部長のような人にそこまで言ってもらえる資格が私にあるのだろうか。何をしたってどんくさくて、陰気臭くもあるのに。
部長は自分のコートを広げて、私を包んでくれた。

「―――私には友達もいませんし」
「友達なんかいたって自分の時間が取られるし、付き合いで金だって飛んでいく。良いことなんかないんだからいなくていいぞ」
「友達だけじゃなくて、人付き合いも出来なくて」
「綺麗すぎる人を人目にさらすのは好きじゃないし、俺の大事な人を誰にも見せたくないから好都合だけど」
「自分を好きになるのも時間がかかりそうですし」
「白石が自分のことを好きじゃなくても、俺が好きだからいいと思うけど」
「すべてにおいて私は不器用ですし」
「不器用な生き方を責められる必要もないし、不器用こそが武器になることだってある」
「いじめた人たちを責めたり恨んだりしないっていったけど、本当はどす黒い感情があるんです。

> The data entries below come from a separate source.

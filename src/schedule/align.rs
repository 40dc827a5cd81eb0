// src/schedule/align.rs
use chrono::{Days, NaiveDate};

use crate::config::consts::DAYS_PER_WEEK;
use crate::error::AlignmentError;

use super::types::{DatedEntry, FlatEntry};

/// First day of a plan of `weeks` weeks whose last day is `race_date`.
pub fn start_date(race_date: NaiveDate, weeks: u32) -> Result<NaiveDate, AlignmentError> {
    let back = (weeks as u64 * DAYS_PER_WEEK as u64).saturating_sub(1);
    race_date
        .checked_sub_days(Days::new(back))
        .ok_or(AlignmentError::DateOutOfRange { race_date, weeks })
}

/// Every date of the plan, consecutive, ending on `race_date`.
pub fn plan_dates(race_date: NaiveDate, weeks: u32) -> Result<Vec<NaiveDate>, AlignmentError> {
    let total = weeks as usize * DAYS_PER_WEEK;
    let start = start_date(race_date, weeks)?;
    Ok(start.iter_days().take(total).collect())
}

/// Positional join of dates onto entries. Weekday names of the dates are not looked at:
/// entry `k` gets date `k`, whatever day of the week that is.
pub fn align(
    entries: Vec<FlatEntry>,
    race_date: NaiveDate,
    weeks: u32,
) -> Result<Vec<DatedEntry>, AlignmentError> {
    let expected = weeks as usize * DAYS_PER_WEEK;
    if entries.len() != expected {
        return Err(AlignmentError::LengthMismatch { expected, found: entries.len() });
    }

    let dates = plan_dates(race_date, weeks)?;
    debug_assert_eq!(dates.last(), (expected > 0).then_some(&race_date));

    let dated: Vec<DatedEntry> = dates
        .into_iter()
        .zip(entries)
        .map(|(date, e)| DatedEntry {
            date,
            week_number: e.week_number,
            day_of_week: e.day_of_week,
            description: e.description,
        })
        .collect();

    if let (Some(first), Some(last)) = (dated.first(), dated.last()) {
        logd!("Align: {} days, {} → {}", dated.len(), first.date, last.date);
    }
    Ok(dated)
}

死んでしまえばいいとか、いじめられちゃえとか、呪いをかけてしまいたいとか……そんな嫌なことを思う女なんです」
「そんなこと思うのは当たり前だろう? それすらも考えたりしない菩薩のような人間っているのか? 実際、俺がやられたりしたわけじゃないけど、俺は白石をやった奴らは、それ相当の天罰が下ればいいと思っているが?」
「……」
「もうおしまいか? 好きだと言っておいて、嫌われるように仕向けてるのか? それだったら作戦は失敗だな。初めて本心を打ち明けてくれてるのに、それが嬉しくてたまらないのに、嫌う理由なんてないだろ?」
「……」
「私はまだまだ未完成で、未熟ですが、ありのままの私を受け入れてくれますか?」
「当たり前だろう」

当たり前だろうと絞り出すように部長は言った。私が想像する以上に、部長を苦しめていたんだと思うと、私は何を返していったらいいのだろう。

「どうせ俺に悪いとかなんとか思ってたんだろう? そんなのはこれで帳消しだ」

抱きしめていた私をさらに引き寄せて、顔が近づくとキスをした。

「やっぱり冷たい」

一度離したけれど、また深く熱いキスが待っていた。